Collected data entries:
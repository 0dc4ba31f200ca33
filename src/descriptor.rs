//! Type and method descriptors. Descriptors are interned through a
//! process-wide table so equal descriptors share a single allocation and
//! comparisons reduce to pointer equality.

use std::fmt::{self, Debug, Display, Formatter};
use std::hash::{Hash, Hasher};
use std::sync::Arc;

use hashbrown::HashMap;
use parking_lot::RwLock;

use crate::error::{Error, Result};

#[derive(Debug, PartialEq, Eq, Hash)]
pub enum TypeKind {
    Boolean,
    Byte,
    Char,
    Short,
    Int,
    Long,
    Float,
    Double,
    /// Valid only as a method return type.
    Void,
    /// Internal-form class name, e.g. `java/lang/String`.
    Object(String),
    Array(TypeDesc),
}

struct TypeInner {
    kind: TypeKind,
    descriptor: String,
}

/// An interned type descriptor. Cheap to clone and compare; two descriptors
/// spelling the same type are always the same allocation.
#[derive(Clone)]
pub struct TypeDesc {
    inner: Arc<TypeInner>,
}

lazy_static! {
    static ref INTERN_TABLE: RwLock<HashMap<String, TypeDesc>> = RwLock::new(HashMap::new());
}

fn intern(kind: TypeKind) -> TypeDesc {
    let descriptor = render_descriptor(&kind);

    if let Some(existing) = INTERN_TABLE.read().get(&descriptor) {
        return existing.clone();
    }

    let mut table = INTERN_TABLE.write();
    table
        .entry(descriptor.clone())
        .or_insert_with(|| TypeDesc {
            inner: Arc::new(TypeInner { kind, descriptor }),
        })
        .clone()
}

fn render_descriptor(kind: &TypeKind) -> String {
    match kind {
        TypeKind::Boolean => "Z".to_string(),
        TypeKind::Byte => "B".to_string(),
        TypeKind::Char => "C".to_string(),
        TypeKind::Short => "S".to_string(),
        TypeKind::Int => "I".to_string(),
        TypeKind::Long => "J".to_string(),
        TypeKind::Float => "F".to_string(),
        TypeKind::Double => "D".to_string(),
        TypeKind::Void => "V".to_string(),
        TypeKind::Object(name) => format!("L{};", name),
        TypeKind::Array(component) => format!("[{}", component.descriptor()),
    }
}

impl TypeDesc {
    pub fn boolean() -> TypeDesc {
        intern(TypeKind::Boolean)
    }

    pub fn byte() -> TypeDesc {
        intern(TypeKind::Byte)
    }

    pub fn char() -> TypeDesc {
        intern(TypeKind::Char)
    }

    pub fn short() -> TypeDesc {
        intern(TypeKind::Short)
    }

    pub fn int() -> TypeDesc {
        intern(TypeKind::Int)
    }

    pub fn long() -> TypeDesc {
        intern(TypeKind::Long)
    }

    pub fn float() -> TypeDesc {
        intern(TypeKind::Float)
    }

    pub fn double() -> TypeDesc {
        intern(TypeKind::Double)
    }

    pub fn void() -> TypeDesc {
        intern(TypeKind::Void)
    }

    /// Build a primitive descriptor from its one-character code (`b'I'`,
    /// `b'Z'`, ...).
    pub fn primitive(code: u8) -> Result<TypeDesc> {
        Ok(match code {
            b'Z' => Self::boolean(),
            b'B' => Self::byte(),
            b'C' => Self::char(),
            b'S' => Self::short(),
            b'I' => Self::int(),
            b'J' => Self::long(),
            b'F' => Self::float(),
            b'D' => Self::double(),
            b'V' => Self::void(),
            x => {
                return Err(Error::malformed(format!(
                    "unknown primitive type code {:?}",
                    x as char
                )))
            }
        })
    }

    /// A class type from either a dotted (`java.lang.String`) or internal
    /// (`java/lang/String`) name.
    pub fn object(name: &str) -> TypeDesc {
        intern(TypeKind::Object(name.replace('.', "/")))
    }

    pub fn array_of(component: &TypeDesc) -> Result<TypeDesc> {
        if component.is_void() {
            return Err(Error::Illegal("array of void".to_string()));
        }

        Ok(intern(TypeKind::Array(component.clone())))
    }

    /// Strict parse of an internal-form field descriptor such as
    /// `Ljava/lang/String;` or `[[I`.
    pub fn parse(descriptor: &str) -> Result<TypeDesc> {
        let bytes = descriptor.as_bytes();
        let mut pos = 0;
        let ty = parse_type(bytes, &mut pos)?;

        if pos != bytes.len() {
            return Err(Error::malformed(format!(
                "trailing characters in descriptor {:?}",
                descriptor
            )));
        }

        Ok(ty)
    }

    pub fn kind(&self) -> &TypeKind {
        &self.inner.kind
    }

    /// The internal descriptor form, e.g. `Ljava/lang/String;` or `[I`.
    pub fn descriptor(&self) -> &str {
        &self.inner.descriptor
    }

    /// The human readable dotted form, e.g. `java.lang.String` or `int[]`.
    pub fn display_name(&self) -> String {
        match self.kind() {
            TypeKind::Boolean => "boolean".to_string(),
            TypeKind::Byte => "byte".to_string(),
            TypeKind::Char => "char".to_string(),
            TypeKind::Short => "short".to_string(),
            TypeKind::Int => "int".to_string(),
            TypeKind::Long => "long".to_string(),
            TypeKind::Float => "float".to_string(),
            TypeKind::Double => "double".to_string(),
            TypeKind::Void => "void".to_string(),
            TypeKind::Object(name) => name.replace('/', "."),
            TypeKind::Array(component) => format!("{}[]", component.display_name()),
        }
    }

    /// The name used by a CONSTANT_Class entry: the plain internal name for
    /// object types and the full descriptor for array types. Primitives have
    /// no class constant form.
    pub fn class_internal_name(&self) -> Option<&str> {
        match self.kind() {
            TypeKind::Object(name) => Some(name),
            TypeKind::Array(_) => Some(self.descriptor()),
            _ => None,
        }
    }

    pub fn is_void(&self) -> bool {
        matches!(self.kind(), TypeKind::Void)
    }

    pub fn is_primitive(&self) -> bool {
        !matches!(
            self.kind(),
            TypeKind::Object(_) | TypeKind::Array(_) | TypeKind::Void
        )
    }

    pub fn is_reference(&self) -> bool {
        matches!(self.kind(), TypeKind::Object(_) | TypeKind::Array(_))
    }

    pub fn is_double_word(&self) -> bool {
        matches!(self.kind(), TypeKind::Long | TypeKind::Double)
    }

    /// Operand stack and local variable slots taken by a value of this type.
    /// `void` occupies none.
    pub fn word_size(&self) -> u16 {
        match self.kind() {
            TypeKind::Void => 0,
            TypeKind::Long | TypeKind::Double => 2,
            _ => 1,
        }
    }

    /// Component type of an array, one rank down.
    pub fn element_type(&self) -> Option<&TypeDesc> {
        match self.kind() {
            TypeKind::Array(component) => Some(component),
            _ => None,
        }
    }

    pub fn rank(&self) -> u8 {
        match self.kind() {
            TypeKind::Array(component) => 1 + component.rank(),
            _ => 0,
        }
    }
}

fn parse_type(bytes: &[u8], pos: &mut usize) -> Result<TypeDesc> {
    let start = *pos;
    let code = *bytes
        .get(*pos)
        .ok_or_else(|| Error::malformed("truncated descriptor"))?;
    *pos += 1;

    Ok(match code {
        b'Z' | b'B' | b'C' | b'S' | b'I' | b'J' | b'F' | b'D' | b'V' => TypeDesc::primitive(code)?,
        b'[' => {
            let component = parse_type(bytes, pos)?;
            TypeDesc::array_of(&component)?
        }
        b'L' => {
            let name_start = *pos;
            loop {
                match bytes.get(*pos) {
                    Some(b';') => break,
                    Some(_) => *pos += 1,
                    None => return Err(Error::malformed("unterminated class descriptor")),
                }
            }

            let name = std::str::from_utf8(&bytes[name_start..*pos])
                .map_err(|e| Error::malformed(format!("descriptor is not UTF-8: {}", e)))?;
            if name.is_empty() {
                return Err(Error::malformed("empty class name in descriptor"));
            }
            *pos += 1;
            intern(TypeKind::Object(name.to_string()))
        }
        x => {
            return Err(Error::malformed(format!(
                "unexpected descriptor character {:?} at offset {}",
                x as char, start
            )))
        }
    })
}

impl PartialEq for TypeDesc {
    fn eq(&self, other: &Self) -> bool {
        // Interning guarantees equal descriptors share the allocation.
        Arc::ptr_eq(&self.inner, &other.inner)
    }
}

impl Eq for TypeDesc {}

impl Hash for TypeDesc {
    fn hash<H: Hasher>(&self, state: &mut H) {
        self.inner.descriptor.hash(state);
    }
}

impl Display for TypeDesc {
    fn fmt(&self, f: &mut Formatter<'_>) -> fmt::Result {
        f.write_str(self.descriptor())
    }
}

impl Debug for TypeDesc {
    fn fmt(&self, f: &mut Formatter<'_>) -> fmt::Result {
        <Self as Display>::fmt(self, f)
    }
}

/// A method descriptor: ordered parameter types and a return type.
#[derive(Clone, PartialEq, Eq)]
pub struct MethodDesc {
    params: Vec<TypeDesc>,
    returns: TypeDesc,
    descriptor: String,
}

impl MethodDesc {
    pub fn new(returns: TypeDesc, params: Vec<TypeDesc>) -> Result<MethodDesc> {
        for param in &params {
            if param.is_void() {
                return Err(Error::Illegal("void method parameter".to_string()));
            }
        }

        let mut descriptor = String::from("(");
        for param in &params {
            descriptor.push_str(param.descriptor());
        }
        descriptor.push(')');
        descriptor.push_str(returns.descriptor());

        Ok(MethodDesc {
            params,
            returns,
            descriptor,
        })
    }

    /// Strict parse of a method descriptor such as `(ILjava/lang/String;)V`.
    pub fn parse(descriptor: &str) -> Result<MethodDesc> {
        let bytes = descriptor.as_bytes();
        if bytes.first() != Some(&b'(') {
            return Err(Error::malformed(format!(
                "method descriptor {:?} does not start with '('",
                descriptor
            )));
        }

        let mut pos = 1;
        let mut params = Vec::new();
        loop {
            match bytes.get(pos) {
                Some(b')') => {
                    pos += 1;
                    break;
                }
                Some(_) => {
                    let param = parse_type(bytes, &mut pos)?;
                    if param.is_void() {
                        return Err(Error::malformed("void method parameter"));
                    }
                    params.push(param);
                }
                None => return Err(Error::malformed("unterminated method descriptor")),
            }
        }

        let returns = parse_type(bytes, &mut pos)?;
        if pos != bytes.len() {
            return Err(Error::malformed(format!(
                "trailing characters in method descriptor {:?}",
                descriptor
            )));
        }

        MethodDesc::new(returns, params)
    }

    pub fn descriptor(&self) -> &str {
        &self.descriptor
    }

    pub fn params(&self) -> &[TypeDesc] {
        &self.params
    }

    pub fn returns(&self) -> &TypeDesc {
        &self.returns
    }

    pub fn returns_void(&self) -> bool {
        self.returns.is_void()
    }

    /// Local variable slots taken by the parameters, double words counted
    /// twice. The receiver is not included.
    pub fn param_words(&self) -> u16 {
        self.params.iter().map(TypeDesc::word_size).sum()
    }
}

impl Display for MethodDesc {
    fn fmt(&self, f: &mut Formatter<'_>) -> fmt::Result {
        f.write_str(&self.descriptor)
    }
}

impl Debug for MethodDesc {
    fn fmt(&self, f: &mut Formatter<'_>) -> fmt::Result {
        <Self as Display>::fmt(self, f)
    }
}

#[cfg(test)]
mod tests {
    use super::*;

    #[test]
    fn interning_shares_identity() {
        let a = TypeDesc::object("java.lang.String");
        let b = TypeDesc::parse("Ljava/lang/String;").unwrap();
        assert!(Arc::ptr_eq(&a.inner, &b.inner));
        assert_eq!(a, b);
    }

    #[test]
    fn array_descriptors() {
        let ints = TypeDesc::array_of(&TypeDesc::int()).unwrap();
        let matrix = TypeDesc::array_of(&ints).unwrap();
        assert_eq!(matrix.descriptor(), "[[I");
        assert_eq!(matrix.rank(), 2);
        assert_eq!(matrix.display_name(), "int[][]");
        assert_eq!(TypeDesc::parse("[[I").unwrap(), matrix);
    }

    #[test]
    fn class_internal_names() {
        let string = TypeDesc::object("java/lang/String");
        assert_eq!(string.class_internal_name(), Some("java/lang/String"));

        let array = TypeDesc::array_of(&string).unwrap();
        assert_eq!(array.class_internal_name(), Some("[Ljava/lang/String;"));

        assert_eq!(TypeDesc::int().class_internal_name(), None);
    }

    #[test]
    fn rejects_malformed() {
        assert!(TypeDesc::parse("Q").is_err());
        assert!(TypeDesc::parse("Ljava/lang/String").is_err());
        assert!(TypeDesc::parse("II").is_err());
        assert!(TypeDesc::parse("[").is_err());
        assert!(MethodDesc::parse("()").is_err());
        assert!(MethodDesc::parse("(V)V").is_err());
        assert!(MethodDesc::parse("I").is_err());
    }

    #[test]
    fn method_descriptor_round_trip() {
        let desc = MethodDesc::parse("(ILjava/lang/String;[J)V").unwrap();
        assert_eq!(desc.descriptor(), "(ILjava/lang/String;[J)V");
        assert_eq!(desc.params().len(), 3);
        assert_eq!(desc.param_words(), 4);
        assert!(desc.returns_void());
    }

    #[test]
    fn word_sizes() {
        assert!(TypeDesc::long().is_double_word());
        assert!(TypeDesc::double().is_double_word());
        assert_eq!(TypeDesc::long().word_size(), 2);
        assert_eq!(TypeDesc::int().word_size(), 1);
        assert_eq!(TypeDesc::void().word_size(), 0);
    }
}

*Your goal*: Read through the records above and copy the lines that contain "state".

*Exercise result*:
    fn hash<H: Hasher>(&self, state: &mut H) {
        self.inner.descriptor.hash(state);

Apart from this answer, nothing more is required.